BaylorBackwardComicThe future of Baylor alumni relations depends on how members of the Baylor Alumni Association Transition Agreement vote Saturday. Baylor has started a “Baylor Forward” campaign encouraging members to vote “yes,” but others are hoping for the contrary.

The alumni deserve an independent voice. However, we are not endorsing either a “yes” or “no” vote because we feel that neither adequately accomplishes this.

An independent voice is important for the alumni. In 2008, Baylor President John Lilley proposed changes that would have removed the interlocking BU logo from the Baylor image. It was the roar of independent voices, alumni included, that prevented this from happening.

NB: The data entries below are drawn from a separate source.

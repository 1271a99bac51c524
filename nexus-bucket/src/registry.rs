//! Free-bucket registry.
//!
//! A doubly-linked list of bucket indices used as a stack: every bucket with
//! at least one free slot is registered, the most recently pushed bucket is
//! the insertion target, and any bucket can be pulled out in O(1) when it
//! empties while sitting mid-list.
//!
//! Links live in a parallel array indexed by bucket index, so each bucket
//! carries its registry position without storing it itself.

use crate::bucket::BUCKET_NONE;
use crate::error::AllocError;

/// Registry position of one bucket.
#[derive(Clone, Copy, Debug)]
struct Entry {
    prev: u32,
    next: u32,
    linked: bool,
}

impl Entry {
    const UNLINKED: Self = Self {
        prev: BUCKET_NONE,
        next: BUCKET_NONE,
        linked: false,
    };
}

#[derive(Debug)]
pub(crate) struct Registry {
    entries: Vec<Entry>,
    head: u32,
    tail: u32,
    len: usize,
}

impl Registry {
    #[inline]
    pub const fn new() -> Self {
        Self {
            entries: Vec::new(),
            head: BUCKET_NONE,
            tail: BUCKET_NONE,
            len: 0,
        }
    }

    /// Makes room for a registry entry for bucket `idx`.
    ///
    /// Must succeed before `idx` is pushed; afterwards push/pop/remove never
    /// allocate.
    pub fn reserve_for(&mut self, idx: u32) -> Result<(), AllocError> {
        let needed = idx as usize + 1;
        if needed > self.entries.len() {
            self.entries.try_reserve(needed - self.entries.len())?;
            self.entries.resize(needed, Entry::UNLINKED);
        }
        Ok(())
    }

    /// Appends a bucket at the tail. O(1).
    ///
    /// # Panics
    ///
    /// Panics if no entry was reserved for `idx`.
    pub fn push(&mut self, idx: u32) {
        let tail = self.tail;
        let entry = &mut self.entries[idx as usize];
        debug_assert!(!entry.linked, "bucket registered twice");
        entry.prev = tail;
        entry.next = BUCKET_NONE;
        entry.linked = true;

        if tail != BUCKET_NONE {
            self.entries[tail as usize].next = idx;
        } else {
            self.head = idx;
        }

        self.tail = idx;
        self.len += 1;
    }

    /// Removes and returns the most recently pushed bucket. O(1).
    pub fn pop(&mut self) -> Option<u32> {
        let tail = self.peek()?;
        self.remove(tail);
        Some(tail)
    }

    /// Returns the most recently pushed bucket without removing it.
    #[inline]
    pub fn peek(&self) -> Option<u32> {
        if self.tail == BUCKET_NONE {
            None
        } else {
            Some(self.tail)
        }
    }

    /// Detaches a bucket from anywhere in the registry. O(1).
    ///
    /// Returns `false` if the bucket was not registered.
    pub fn remove(&mut self, idx: u32) -> bool {
        let Some(&entry) = self.entries.get(idx as usize) else {
            return false;
        };
        if !entry.linked {
            return false;
        }

        if entry.prev != BUCKET_NONE {
            self.entries[entry.prev as usize].next = entry.next;
        } else {
            self.head = entry.next;
        }

        if entry.next != BUCKET_NONE {
            self.entries[entry.next as usize].prev = entry.prev;
        } else {
            self.tail = entry.prev;
        }

        self.entries[idx as usize] = Entry::UNLINKED;
        self.len -= 1;
        true
    }

    #[inline]
    pub fn contains(&self, idx: u32) -> bool {
        self.entries
            .get(idx as usize)
            .is_some_and(|entry| entry.linked)
    }

    #[inline]
    pub fn is_empty(&self) -> bool {
        self.len == 0
    }

    #[cfg(test)]
    pub fn len(&self) -> usize {
        self.len
    }
}

#[cfg(test)]
mod tests {
    use super::*;

    fn registry_with(indices: &[u32]) -> Registry {
        let mut registry = Registry::new();
        for &idx in indices {
            registry.reserve_for(idx).unwrap();
            registry.push(idx);
        }
        registry
    }

    fn drain(registry: &mut Registry) -> Vec<u32> {
        let mut out = Vec::new();
        while let Some(idx) = registry.pop() {
            out.push(idx);
        }
        out
    }

    #[test]
    fn new_registry_is_empty() {
        let mut registry = Registry::new();
        assert!(registry.is_empty());
        assert_eq!(registry.len(), 0);
        assert_eq!(registry.peek(), None);
        assert_eq!(registry.pop(), None);
        assert!(!registry.contains(0));
    }

    #[test]
    fn pop_is_lifo() {
        let mut registry = registry_with(&[0, 1, 2]);
        assert_eq!(registry.len(), 3);
        assert_eq!(registry.peek(), Some(2));
        assert_eq!(drain(&mut registry), vec![2, 1, 0]);
        assert!(registry.is_empty());
    }

    #[test]
    fn remove_middle() {
        let mut registry = registry_with(&[4, 1, 7]);
        assert!(registry.remove(1));
        assert!(!registry.contains(1));
        assert_eq!(registry.len(), 2);
        assert_eq!(drain(&mut registry), vec![7, 4]);
    }

    #[test]
    fn remove_head_and_tail() {
        let mut registry = registry_with(&[0, 1, 2, 3]);
        assert!(registry.remove(0));
        assert!(registry.remove(3));
        assert_eq!(registry.peek(), Some(2));
        assert_eq!(drain(&mut registry), vec![2, 1]);
    }

    #[test]
    fn remove_unregistered_is_noop() {
        let mut registry = registry_with(&[0]);
        assert!(!registry.remove(5));
        assert!(registry.remove(0));
        assert!(!registry.remove(0));
        assert!(registry.is_empty());
    }

    #[test]
    fn push_after_remove_goes_to_tail() {
        let mut registry = registry_with(&[0, 1, 2]);
        registry.remove(0);
        registry.push(0);
        assert_eq!(drain(&mut registry), vec![0, 2, 1]);
    }

    #[test]
    fn reserve_for_is_idempotent() {
        let mut registry = Registry::new();
        registry.reserve_for(3).unwrap();
        registry.reserve_for(1).unwrap();
        assert_eq!(registry.entries.len(), 4);
        assert!(registry.entries.iter().all(|e| !e.linked));
    }
}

Our university is doing very well for itself right now, but there is no guarantee that this will continue. Independent voices are part of what helped Baylor stay on course to reach the high plateau upon which it currently sits. The alumni need their independent voice.

If the vote comes through as “yes,” then Baylor will give the alumni representative a spot on the Baylor Board of Regents, which is a movement in the right direction. However this does not go far enough. The problem is two fold.

First of all, the alumni regent would not be allowed to vote and the regents are sworn not to reveal what goes on in the meetings. Without the ability to relay information back to the constituents or the ability to vote, the alumni regent is little more than a nice gesture from Baylor.

Second, the process for selecting the alumni regent is less than democratic.

The alumni-elected Baylor Alumni Advisory Board selects the candidates, but both Baylor and the Baylor Board of Regents make the final selection. If the board chooses, it can kick back all of the candidates. This sort of filter is not fair to the alumni.

The Baylor Line Magazine will undergo changes if the vote turns out to be “yes,” but it would still be given editorial independence. We applaud Baylor for allowing this to happen.

Our only concern is that it will lose strength because it wouldn’t have a group, such as the BAA, backing it. Baylor publishes its own magazine, appropriately titled Baylor Magazine, which serves a similar purpose.

The issue is that Baylor Magazine answers to Baylor administrators and the readers whereas the Baylor Line magazine answers only to its readers. The problem with Baylor Magazine is that the content that readers want and the content that Baylor wishes to publish can be very different.

Baylor Magazine does an excellent job of publishing positive material about Baylor, and there is certainly a place for praise, but an independent watchdog is the best source for news that readers want. Baylor Magazine may try to serve two masters, what the alumni need to know and what the Baylor administrators want to tell them. But Baylor should know that the Gospel of Matthew says, “No one can serve two masters, for either he will hate the one and love the other, or he will be devoted to the one and despise the other.”

If something were to happen to the Baylor Line magazine, readers would have to settle for second-best, a magazine that only carries the voice of the administration.

The Lariat cannot support a “no” vote in an attempt to preserve the old independent alumni group, the BAA. Strange bylaws, such as forcing BAA voting members to be present at Waco Hall in order to vote, show that it is not an adequate independent voice. Parties from both sides have hinted at the seemingly inevitable lawsuit that would follow a “no” vote, which is less than favorable.

Neither a “yes” vote nor a “no” vote will accomplish what we believe is the best course of action. What is a voting member of the BAA to do on Saturday? Author Ray Bradbury talked about this sort of voting dilemma in “Fahrenheit 451” when he wrote, “If you want people happy politically, don’t give them two sides of a question to worry about; give them one. Better yet, give them none.”